Negli ultimi anni, però, Hollywood ha progressivamente abbandonato la complessità morale e narrativa che l’aveva resa grande, come evidenziato nel documentario Five Came Back (2017). L’adozione di un’agenda identitaria e woke ha finito per escludere piuttosto che includere. Le storie sono diventate didascaliche, i personaggi ridotti a semplici stereotipi al servizio di messaggi politici prevedibili. La Disney, nel tentativo di restare al passo con i tempi, ha riscritto i suoi classici e prodotto film animati ricchi di lezioni morali destinate a compiacere le élite liberal della California, piuttosto che le famiglie del Midwest. Questo allontanamento dalla narrazione autentica ha stancato il pubblico, privando la sinistra americana di uno strumento potente: la capacità di influenzare l’immaginario collettivo attraverso storie universali. Gli spettatori, stanchi di essere trattati come studenti indisciplinati, hanno smesso di prestare attenzione.
In ambito politico, il Partito Democratico ha subito un destino simile. Sempre più percepito come l’espressione delle élite urbane e universitarie, ha adottato un linguaggio identitario che ha alienato molti. Le campagne elettorali si sono riempite di concetti come microaggressioni e safe spaces, parlando più agli attivisti di Twitter che ai lavoratori disoccupati dell’Ohio o della Pennsylvania. La mancanza di una narrazione convincente che affrontasse le ansie economiche e culturali dell’America profonda ha lasciato spazio ai Repubblicani, capaci di esprimere il malcontento popolare con un linguaggio diretto e immediato. Il vuoto lasciato dai Democratici è stato riempito da una retorica che, pur nelle sue contraddizioni, sembrava rispondere alle paure reali di milioni di elettori.

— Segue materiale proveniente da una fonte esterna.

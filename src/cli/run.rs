//! Run command implementation.
//!
//! Builds an effect pipeline from the flags, scans the source directory, and
//! processes every image into the destination directory. Flags override
//! pixfx.yaml, which overrides the built-in `src`/`dst` defaults.

use std::fs;
use std::path::{Path, PathBuf};

use clap::Args;

use crate::batch;
use crate::effects::{Effect, Pipeline, ResampleFilter};
use crate::error::{FxError, Result};
use crate::manifest::Manifest;
use crate::output::{display_path, plural, Printer};
use crate::types::{Colour, ColourSpec};

/// Process a directory of images through an effect pipeline
#[derive(Args, Debug)]
pub struct RunArgs {
    /// Source directory to read images from (default: src)
    #[arg(short, long, value_name = "DIR")]
    pub src: Option<PathBuf>,

    /// Destination directory for processed images (default: dst)
    #[arg(short, long, value_name = "DIR")]
    pub dst: Option<PathBuf>,

    /// Reduce the image to this many colours
    #[arg(short = 'c', long, value_name = "N")]
    pub reduce_colours: Option<usize>,

    /// Palette name or comma-separated hex colours to quantize with
    #[arg(long, value_name = "SPEC")]
    pub colours: Option<String>,

    /// Shuffle palette colours before they are applied
    #[arg(long)]
    pub shuffle_colours: bool,

    /// Convert to grayscale
    #[arg(short, long)]
    pub grayscale: bool,

    /// Invert colours
    #[arg(short, long)]
    pub invert: bool,

    /// Scale the alpha channel by this factor
    #[arg(short, long, value_name = "FACTOR", default_value_t = 1.0)]
    pub opacity: f32,

    /// Rotate counter-clockwise by this many degrees
    #[arg(short, long, value_name = "DEGREES", default_value_t = 0, allow_negative_numbers = true)]
    pub rotate: i32,

    /// Target width in pixels
    #[arg(long, value_name = "PIXELS", default_value_t = 0)]
    pub width: u32,

    /// Target height in pixels
    #[arg(long, value_name = "PIXELS", default_value_t = 0)]
    pub height: u32,

    /// Scale to this percentage of the current size
    #[arg(long, value_name = "PERCENT", default_value_t = 0)]
    pub scale: u32,

    /// Resample filter for resizing stages (default: lanczos)
    #[arg(long, value_enum)]
    pub filter: Option<ResampleFilter>,

    /// Force outputs to this file type (png or jpg)
    #[arg(long, value_name = "TYPE")]
    pub filetype: Option<String>,

    /// Pixelize to this many blocks across
    #[arg(
        long,
        value_name = "N",
        num_args = 0..=1,
        default_missing_value = "128",
        value_parser = clap::value_parser!(u32).range(1..)
    )]
    pub pixelize: Option<u32>,

    /// Halftone with a dot colour spec: first colour draws the dots, the
    /// last is the background (`none` for transparent, `image` to keep a
    /// quantized copy of the source)
    #[arg(
        long,
        value_name = "SPEC",
        num_args = 0..=1,
        default_missing_value = "#000000,#FFFFFF",
        conflicts_with_all = [
            "reduce_colours",
            "colours",
            "posterize",
            "pixelize",
            "grayscale",
            "brightness",
            "saturation",
        ]
    )]
    pub halftone: Option<String>,

    /// Halftone sample block size in pixels
    #[arg(
        long,
        value_name = "PIXELS",
        default_value_t = 10,
        value_parser = clap::value_parser!(u32).range(1..)
    )]
    pub htsample: u32,

    /// Bi-level Floyd-Steinberg dither
    #[arg(long)]
    pub dither: bool,

    /// Posterize to this many bits per channel
    #[arg(
        long,
        value_name = "BITS",
        num_args = 0..=1,
        default_missing_value = "1",
        value_parser = clap::value_parser!(u8).range(1..=8)
    )]
    pub posterize: Option<u8>,

    /// Gaussian blur before the other effects
    #[arg(long, value_name = "FACTOR", default_value_t = 0.0)]
    pub blur_before: f32,

    /// Gaussian blur after the other effects
    #[arg(long, value_name = "FACTOR", default_value_t = 0.0)]
    pub blur_after: f32,

    /// Scale colour channels by this factor
    #[arg(long, value_name = "FACTOR", default_value_t = 1.0)]
    pub brightness: f32,

    /// Scale colour saturation by this factor
    #[arg(long, value_name = "FACTOR", default_value_t = 1.0)]
    pub saturation: f32,

    /// Comma-separated hex colours to knock out to transparency
    #[arg(long, value_name = "COLOURS")]
    pub transparent: Option<String>,
}

pub fn run(args: RunArgs, printer: &Printer) -> Result<()> {
    let manifest = Manifest::load_from_dir(Path::new("."))?.unwrap_or_default();

    let src = args
        .src
        .clone()
        .or_else(|| manifest.src.clone())
        .unwrap_or_else(|| PathBuf::from("src"));
    let dst = args
        .dst
        .clone()
        .or_else(|| manifest.output.clone())
        .unwrap_or_else(|| PathBuf::from("dst"));
    let filter = args.filter.or(manifest.filter).unwrap_or_default();
    let filetype = args.filetype.clone().or_else(|| manifest.filetype.clone());

    if let Some(ref forced) = filetype {
        validate_filetype(forced)?;
    }

    if !src.is_dir() {
        return Err(FxError::Config {
            message: format!("source directory not found: {}", src.display()),
            help: Some("pass --src or set src in pixfx.yaml".to_string()),
        });
    }

    let pipeline = build_pipeline(&args, filter, printer)?;

    let files = batch::image_files(&src, &manifest);
    if files.is_empty() {
        printer.warning(
            "Warning",
            &format!("no images found in {}", display_path(&src)),
        );
        return Ok(());
    }

    if !dst.exists() {
        fs::create_dir_all(&dst).map_err(|e| FxError::Io {
            path: dst.clone(),
            message: format!("Failed to create output directory: {}", e),
        })?;
    }

    printer.status("Scanning", &display_path(&src));
    printer.info("Found", &plural(files.len(), "image", "images"));

    let summary = batch::process_all(&files, &pipeline, &dst, filetype.as_deref(), printer);

    printer.success(
        "Finished",
        &format!(
            "{} written to {}",
            plural(summary.processed, "image", "images"),
            display_path(&dst)
        ),
    );

    if summary.failed > 0 {
        return Err(FxError::Build {
            message: format!("{} failed to process", plural(summary.failed, "image", "images")),
            help: Some("see the log above for per-file errors".to_string()),
        });
    }

    Ok(())
}

fn validate_filetype(filetype: &str) -> Result<()> {
    if ["png", "jpg", "jpeg"]
        .iter()
        .any(|known| filetype.eq_ignore_ascii_case(known))
    {
        Ok(())
    } else {
        Err(FxError::Config {
            message: format!("unsupported file type: {}", filetype),
            help: Some("use png, jpg, or jpeg".to_string()),
        })
    }
}

/// Assemble the pipeline in effect order.
///
/// The order is fixed: resize, pre-blur, halftone, dither, quantize,
/// posterize, pixelize, grayscale, brightness, saturation, transparency,
/// rotation, invert, post-blur, opacity. Flags left at their defaults add
/// no stage.
fn build_pipeline(args: &RunArgs, filter: ResampleFilter, printer: &Printer) -> Result<Pipeline> {
    let mut pipeline = Pipeline::new(filter);

    if args.width > 0 || args.height > 0 || args.scale > 0 {
        pipeline.push(Effect::Resize {
            width: args.width,
            height: args.height,
            scale: args.scale,
        });
    }

    if args.blur_before > 0.0 {
        pipeline.push(Effect::Blur {
            factor: args.blur_before,
        });
    }

    if let Some(ref spec) = args.halftone {
        pipeline.push(Effect::Halftone {
            spec: ColourSpec::new(spec.clone()),
            sample: args.htsample,
            shuffle: args.shuffle_colours,
        });
    }

    if args.dither {
        pipeline.push(Effect::Dither);
    }

    if args.reduce_colours.is_some() || args.colours.is_some() {
        let spec = args.colours.as_ref().map(|s| ColourSpec::new(s.clone()));
        let resolved = match spec {
            Some(ref spec) => {
                let (colours, rejected) = spec.resolve_lossy();
                for token in &rejected {
                    printer.warning("Ignoring", &format!("invalid colour token '{}'", token));
                }
                Some(colours)
            }
            None => None,
        };

        let target = match args.reduce_colours {
            Some(n) => n,
            None => resolved.as_ref().map(Vec::len).unwrap_or(0),
        };
        if target == 0 || target > 256 {
            return Err(FxError::Config {
                message: format!("colour count must be between 1 and 256, got {}", target),
                help: Some("pass --reduce-colours or a --colours list with valid entries".to_string()),
            });
        }

        pipeline.push(Effect::Quantize {
            target,
            spec,
            shuffle: args.shuffle_colours,
        });
    }

    if let Some(bits) = args.posterize {
        pipeline.push(Effect::Posterize { bits });
    }

    if let Some(size) = args.pixelize {
        pipeline.push(Effect::Pixelize { size });
    }

    if args.grayscale {
        pipeline.push(Effect::Grayscale);
    }

    if args.brightness != 1.0 {
        pipeline.push(Effect::Brightness {
            factor: args.brightness,
        });
    }

    if args.saturation != 1.0 {
        pipeline.push(Effect::Saturation {
            factor: args.saturation,
        });
    }

    if let Some(ref tokens) = args.transparent {
        let colours = tokens
            .split(',')
            .map(str::trim)
            .filter(|t| !t.is_empty())
            .map(Colour::from_hex)
            .collect::<Result<Vec<_>>>()?;
        pipeline.push(Effect::Transparency { colours });
    }

    if args.rotate != 0 {
        pipeline.push(Effect::Rotate {
            degrees: args.rotate,
        });
    }

    if args.invert {
        pipeline.push(Effect::Invert);
    }

    if args.blur_after > 0.0 {
        pipeline.push(Effect::Blur {
            factor: args.blur_after,
        });
    }

    if (0.0..1.0).contains(&args.opacity) {
        pipeline.push(Effect::Opacity {
            factor: args.opacity,
        });
    }

    Ok(pipeline)
}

La narrazione è il collante di una società, il mezzo attraverso cui le persone danno senso alla realtà e costruiscono una visione condivisa. Un immaginario comune non si basa su slogan semplici, ma su storie che trasmettono emozioni profonde e valori universali. Le grandi narrazioni non si limitano a intrattenere, ma contribuiscono a formare identità e a generare un senso di appartenenza. Tuttavia, l’intento di includere diverse prospettive si è trasformato in frammentazione, aumentando l’incoerenza del messaggio e allontanando il pubblico. La crisi dell’immaginario comune si verifica quando le narrazioni diventano strumenti di divisione. Se Hollywood e la politica vogliono riguadagnare la fiducia del pubblico, devono riscoprire il potere della narrazione autentica, capace di parlare a tutti senza secondi fini ideologici.
Il collasso simultaneo del Partito Democratico e di Hollywood rappresenta un patto infranto con il pubblico e l’elettorato. Entrambe le istituzioni hanno dimenticato che il potere delle storie risiede nella loro capacità di coinvolgere ed emozionare, piuttosto che educare. Quando l’immaginario collettivo diventa strumento di divisione, si verifica una perdita di influenza e credibilità. La crisi di Hollywood e Disney non è solo un problema industriale, ma un segnale di un fenomeno più profondo: la fine del monopolio della sinistra liberal sull’immaginario occidentale. Senza una narrazione autentica, capace di parlare a tutti, il declino dei Democratici continuerà senza sosta.